**Aim of the exercise**
From first line to last, retype the data exactly.

Data records:
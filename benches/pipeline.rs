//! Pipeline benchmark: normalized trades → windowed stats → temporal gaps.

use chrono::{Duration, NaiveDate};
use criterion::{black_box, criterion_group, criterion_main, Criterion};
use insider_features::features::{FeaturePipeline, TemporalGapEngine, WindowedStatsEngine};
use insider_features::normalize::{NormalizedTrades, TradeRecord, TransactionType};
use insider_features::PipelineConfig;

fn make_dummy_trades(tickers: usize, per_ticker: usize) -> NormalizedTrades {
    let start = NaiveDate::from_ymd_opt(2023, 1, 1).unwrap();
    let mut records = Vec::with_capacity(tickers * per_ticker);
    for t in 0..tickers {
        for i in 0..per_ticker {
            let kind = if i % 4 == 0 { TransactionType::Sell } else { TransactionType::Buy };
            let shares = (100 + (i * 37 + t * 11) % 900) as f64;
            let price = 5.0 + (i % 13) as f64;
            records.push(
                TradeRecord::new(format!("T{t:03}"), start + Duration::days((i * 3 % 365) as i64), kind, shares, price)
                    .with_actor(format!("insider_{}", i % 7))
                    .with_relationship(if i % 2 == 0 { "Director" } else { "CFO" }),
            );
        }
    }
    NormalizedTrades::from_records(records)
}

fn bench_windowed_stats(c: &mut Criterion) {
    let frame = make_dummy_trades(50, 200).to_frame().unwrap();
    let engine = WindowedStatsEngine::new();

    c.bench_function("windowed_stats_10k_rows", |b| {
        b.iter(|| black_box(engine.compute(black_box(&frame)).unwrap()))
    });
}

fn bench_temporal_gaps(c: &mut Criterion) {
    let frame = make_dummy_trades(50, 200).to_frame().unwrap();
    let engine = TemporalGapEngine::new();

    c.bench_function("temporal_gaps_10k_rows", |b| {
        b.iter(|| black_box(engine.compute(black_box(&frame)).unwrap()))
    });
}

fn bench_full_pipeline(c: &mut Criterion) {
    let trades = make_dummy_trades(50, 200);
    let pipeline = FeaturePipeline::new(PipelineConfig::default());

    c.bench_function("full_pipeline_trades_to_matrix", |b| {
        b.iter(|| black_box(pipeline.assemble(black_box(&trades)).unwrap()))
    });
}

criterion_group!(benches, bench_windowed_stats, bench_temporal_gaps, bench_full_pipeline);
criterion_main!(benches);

**Output of the exercise**
filename benches/pipeline.rs
//! Pipeline benchmark: normalized trades → windowed stats → temporal gaps.

use chrono::{Duration, NaiveDate};
use criterion::{black_box, criterion_group, criterion_main, Criterion};
use insider_features::features::{FeaturePipeline, TemporalGapEngine, WindowedStatsEngine};
use insider_features::normalize::{NormalizedTrades, TradeRecord, TransactionType};
use insider_features::PipelineConfig;

fn make_dummy_trades(tickers: usize, per_ticker: usize) -> NormalizedTrades {
    let start = NaiveDate::from_ymd_opt(2023, 1, 1).unwrap();
    let mut records = Vec::with_capacity(tickers * per_ticker);
    for t in 0..tickers {
        for i in 0..per_ticker {
            let kind = if i % 4 == 0 { TransactionType::Sell } else { TransactionType::Buy };
            let shares = (100 + (i * 37 + t * 11) % 900) as f64;
            let price = 5.0 + (i % 13) as f64;
            records.push(
                TradeRecord::new(format!("T{t:03}"), start + Duration::days((i * 3 % 365) as i64), kind, shares, price)
                    .with_actor(format!("insider_{}", i % 7))
                    .with_relationship(if i % 2 == 0 { "Director" } else { "CFO" }),
            );
        }
    }
    NormalizedTrades::from_records(records)
}

fn bench_windowed_stats(c: &mut Criterion) {
    let frame = make_dummy_trades(50, 200).to_frame().unwrap();
    let engine = WindowedStatsEngine::new();

    c.bench_function("windowed_stats_10k_rows", |b| {
        b.iter(|| black_box(engine.compute(black_box(&frame)).unwrap()))
    });
}

fn bench_temporal_gaps(c: &mut Criterion) {
    let frame = make_dummy_trades(50, 200).to_frame().unwrap();
    let engine = TemporalGapEngine::new();

    c.bench_function("temporal_gaps_10k_rows", |b| {
        b.iter(|| black_box(engine.compute(black_box(&frame)).unwrap()))
    });
}

fn bench_full_pipeline(c: &mut Criterion) {
    let trades = make_dummy_trades(50, 200);
    let pipeline = FeaturePipeline::new(PipelineConfig::default());

    c.bench_function("full_pipeline_trades_to_matrix", |b| {
        b.iter(|| black_box(pipeline.assemble(black_box(&trades)).unwrap()))
    });
}

criterion_group!(benches, bench_windowed_stats, bench_temporal_gaps, bench_full_pipeline);
criterion_main!(benches);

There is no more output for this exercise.